» Brief: In the records below, find the line containing "mod parser;"; give it again exactly, along with every line that follows, and nothing else.

» Data for analysis:
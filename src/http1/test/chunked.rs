// +-----------------------------------------------------------------------------------------------+
// | Copyright 2016 Sean Kerr                                                                      |
// |                                                                                               |
// | Licensed under the Apache License, Version 2.0 (the "License");                               |
// | you may not use this file except in compliance with the License.                              |
// | You may obtain a copy of the License at                                                       |
// |                                                                                               |
// |  http://www.apache.org/licenses/LICENSE-2.0                                                   |
// |                                                                                               |
// | Unless required by applicable law or agreed to in writing, software                           |
// | distributed under the License is distributed on an "AS IS" BASIS,                             |
// | WITHOUT WARRANTIES OR CONDITIONS OF ANY KIND, either express or implied.                      |
// | See the License for the specific language governing permissions and                           |
// | limitations under the License.                                                                |
// +-----------------------------------------------------------------------------------------------+

use crate::http1::*;
use crate::http1::test::*;

use std::cell::Cell;
use std::rc::Rc;

const HEAD: &[u8] = b"HTTP/1.1 200 OK\r\nTransfer-Encoding: chunked\r\n\r\n";

macro_rules! chunked_setup {
    () => ({
        let (mut parser, log) = setup!(Response);

        assert_eos(&mut parser, HEAD, State::ChunkSize);

        (parser, log)
    });
}

#[test]
fn body() {
    let (mut parser, log) = setup!(Response);
    let details           = Rc::new(Cell::new((false, Some(0))));
    let details_          = details.clone();

    parser.on_headers_complete(move |session| {
        details_.set((session.is_chunked(), session.content_length()));
    });

    assert_eos(&mut parser, HEAD, State::ChunkSize);

    assert_eos(
        &mut parser,
        b"4\r\nWiki\r\n5\r\npedia\r\nE\r\n in\r\n\r\nchunks.\r\n0\r\n\r\n",
        State::Start
    );

    assert_eq!(details.get(), (true, None));

    let log = log.borrow();

    assert_eq!(collect(&log, Event::Body), b"Wikipedia in\r\n\r\nchunks.");
    assert_eq!(log.last(), Some(&(Event::MessageComplete, Vec::new())));
}

#[test]
fn states() {
    let (mut parser, _) = chunked_setup!();

    assert_eos(&mut parser, b"1", State::ChunkSize);
    assert_eos(&mut parser, b"0", State::ChunkSize);
    assert_eos(&mut parser, b"\r", State::ChunkSize);
    assert_eos(&mut parser, b"\n", State::ChunkData);
    assert_eos(&mut parser, b"0123456789", State::ChunkData);
    assert_eos(&mut parser, b"abcdef", State::ChunkCrlf);
    assert_eos(&mut parser, b"\r", State::ChunkCrlf);
    assert_eos(&mut parser, b"\n", State::ChunkSize);
    assert_eos(&mut parser, b"0", State::LastChunk);
    assert_eos(&mut parser, b"\r", State::LastChunk);
    assert_eos(&mut parser, b"\n", State::Trailers);
    assert_eos(&mut parser, b"\r", State::Trailers);
    assert_eos(&mut parser, b"\n", State::Start);
}

#[test]
fn hex_sizes() {
    let sizes: [(&[u8], usize); 5] = [
        (b"a", 10),
        (b"F", 15),
        (b"1f", 31),
        (b"aB", 171),
        (b"000003", 3)
    ];

    for &(size, length) in sizes.iter() {
        let (mut parser, log) = chunked_setup!();

        let mut stream = size.to_vec();

        stream.extend_from_slice(b"\r\n");
        stream.extend_from_slice(&vec![b'x'; length]);
        stream.extend_from_slice(b"\r\n0\r\n\r\n");

        assert_eos(&mut parser, &stream, State::Start);
        assert_eq!(collect(&log.borrow(), Event::Body).len(), length);
    }
}

#[test]
fn size_limit() {
    let (mut parser, _) = chunked_setup!();

    assert_eos(&mut parser, b"FFFFFFFFFFFFFFFF\r\n", State::ChunkData);

    let (mut parser, _) = chunked_setup!();

    assert_error(&mut parser, b"10000000000000000", SyntaxError::ChunkSizeOverflow, 17);
}

#[test]
fn size_invalid() {
    let streams: [(&[u8], SyntaxError, usize); 4] = [
        (b"x\r\n", SyntaxError::ChunkSize(b'x'), 1),
        (b"4x\r\n", SyntaxError::ChunkSize(b'x'), 2),
        (b"\r\n", SyntaxError::ChunkSize(b'\r'), 1),
        (b"-1\r\n", SyntaxError::ChunkSize(b'-'), 1)
    ];

    for &(stream, error, length) in streams.iter() {
        let (mut parser, _) = chunked_setup!();

        assert_error(&mut parser, stream, error, length);
    }
}

#[test]
fn extensions() {
    let (mut parser, log) = chunked_setup!();

    assert_eos(
        &mut parser,
        b"4;name=value;quoted=\"a b\"\r\nWiki\r\n5 ; x\r\npedia\r\n0;last\r\n\r\n",
        State::Start
    );

    assert_eq!(collect(&log.borrow(), Event::Body), b"Wikipedia");

    let (mut parser, _) = chunked_setup!();

    assert_error(&mut parser, b"4;a\x01\r\n", SyntaxError::ChunkExtension(0x01), 4);

    let (mut parser, _) = chunked_setup!();

    assert_error(&mut parser, b"4;a\n", SyntaxError::ChunkExtension(b'\n'), 4);
}

#[test]
fn crlf() {
    let streams: [(&[u8], SyntaxError, usize); 3] = [
        (b"4\rX", SyntaxError::CrlfSequence(b'X'), 3),
        (b"4\r\nWikiX", SyntaxError::CrlfSequence(b'X'), 8),
        (b"4\r\nWiki\rX", SyntaxError::CrlfSequence(b'X'), 9)
    ];

    for &(stream, error, length) in streams.iter() {
        let (mut parser, _) = chunked_setup!();

        assert_error(&mut parser, stream, error, length);
    }

    let (mut parser, _) = chunked_setup!();

    assert_error(&mut parser, b"0\r\n\rX", SyntaxError::CrlfSequence(b'X'), 5);
}

#[test]
fn trailers() {
    let (mut parser, log) = chunked_setup!();

    assert_eos(
        &mut parser,
        b"3\r\nabc\r\n0\r\nExpires: never\r\nContent-Length: 5\r\n\r\n",
        State::Start
    );

    let log = log.borrow();

    assert_eq!(
        merge(&log[log.len() - 6..]),
        vec![
            (Event::Body, b"abc".to_vec()),
            (Event::HeaderField, b"Expires".to_vec()),
            (Event::HeaderValue, b"never".to_vec()),
            (Event::HeaderField, b"Content-Length".to_vec()),
            (Event::HeaderValue, b"5".to_vec()),
            (Event::MessageComplete, b"".to_vec())
        ]
    );
}

#[test]
fn trailer_fold() {
    let (mut parser, log) = chunked_setup!();

    assert_eos(&mut parser, b"0\r\nX: a\r\n b\r\n\r\n", State::Start);
    assert_eq!(collect(&log.borrow(), Event::HeaderValue), b"a b");

    let (mut parser, _) = chunked_setup!();

    assert_error(&mut parser, b"0\r\n b\r\n", SyntaxError::HeaderField(b' '), 4);
}

#[test]
fn request() {
    let (mut parser, log) = setup!(Request);

    assert_eos(
        &mut parser,
        b"POST / HTTP/1.1\r\nTransfer-Encoding: chunked\r\n\r\n3\r\nabc\r\n0\r\n\r\n\
          GET / HTTP/1.1\r\n\r\n",
        State::Start
    );

    let log = log.borrow();

    assert_eq!(collect(&log, Event::Body), b"abc");
    assert_eq!(
        log.iter().filter(|&&(event, _)| event == Event::MessageComplete).count(),
        2
    );
}

#[test]
fn split_invariant() {
    let mut stream = HEAD.to_vec();

    stream.extend_from_slice(b"a;ext=1\r\n0123456789\r\n1\r\nX\r\n0\r\nTrailer: yes\r\n\r\n");

    assert_split_invariant(ParserType::Response, &stream);
}
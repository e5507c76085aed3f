// +-----------------------------------------------------------------------------------------------+
// | Copyright 2016 Sean Kerr                                                                      |
// |                                                                                               |
// | Licensed under the Apache License, Version 2.0 (the "License");                               |
// | you may not use this file except in compliance with the License.                              |
// | You may obtain a copy of the License at                                                       |
// |                                                                                               |
// |  http://www.apache.org/licenses/LICENSE-2.0                                                   |
// |                                                                                               |
// | Unless required by applicable law or agreed to in writing, software                           |
// | distributed under the License is distributed on an "AS IS" BASIS,                             |
// | WITHOUT WARRANTIES OR CONDITIONS OF ANY KIND, either express or implied.                      |
// | See the License for the specific language governing permissions and                           |
// | limitations under the License.                                                                |
// +-----------------------------------------------------------------------------------------------+
// | Author: Sean Kerr <sean@code-box.org>                                                         |
// +-----------------------------------------------------------------------------------------------+

//! HTTP 1.x parser, states, and errors.

mod callback;
mod config;
mod matcher;
mod method;
mod parser;
mod parser_error;
mod parser_state;
mod session;
mod status;

pub mod framing;
pub mod header;

#[cfg(test)]
mod test;

pub use crate::fsm::Success;
pub use self::callback::{ DataFn, Event, Handler, HandlerError, NotifyFn, Signal };
pub use self::config::{ Config, ConfigError, DEFAULT_BUFFER_SIZE, DEFAULT_MAX_HEAD_LENGTH };
pub use self::framing::{ BodyFraming, Framing };
pub use self::header::{ ContentLength, HeaderSummary };
pub use self::method::{ Method, UnknownMethod };
pub use self::parser::Parser;
pub use self::parser_error::{ ErrorState, ParserError, ReadError, SyntaxError };
pub use self::parser_state::{ ParserState, State };
pub use self::session::{ ParserType, Session };
pub use self::status::{ is_bodiless, reason_phrase };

» Result of the task:
mod parser;
mod parser_error;
mod parser_state;
mod session;
mod status;

pub mod framing;
pub mod header;

#[cfg(test)]
mod test;

pub use crate::fsm::Success;
pub use self::callback::{ DataFn, Event, Handler, HandlerError, NotifyFn, Signal };
pub use self::config::{ Config, ConfigError, DEFAULT_BUFFER_SIZE, DEFAULT_MAX_HEAD_LENGTH };
pub use self::framing::{ BodyFraming, Framing };
pub use self::header::{ ContentLength, HeaderSummary };
pub use self::method::{ Method, UnknownMethod };
pub use self::parser::Parser;
pub use self::parser_error::{ ErrorState, ParserError, ReadError, SyntaxError };
pub use self::parser_state::{ ParserState, State };
pub use self::session::{ ParserType, Session };
pub use self::status::{ is_bodiless, reason_phrase };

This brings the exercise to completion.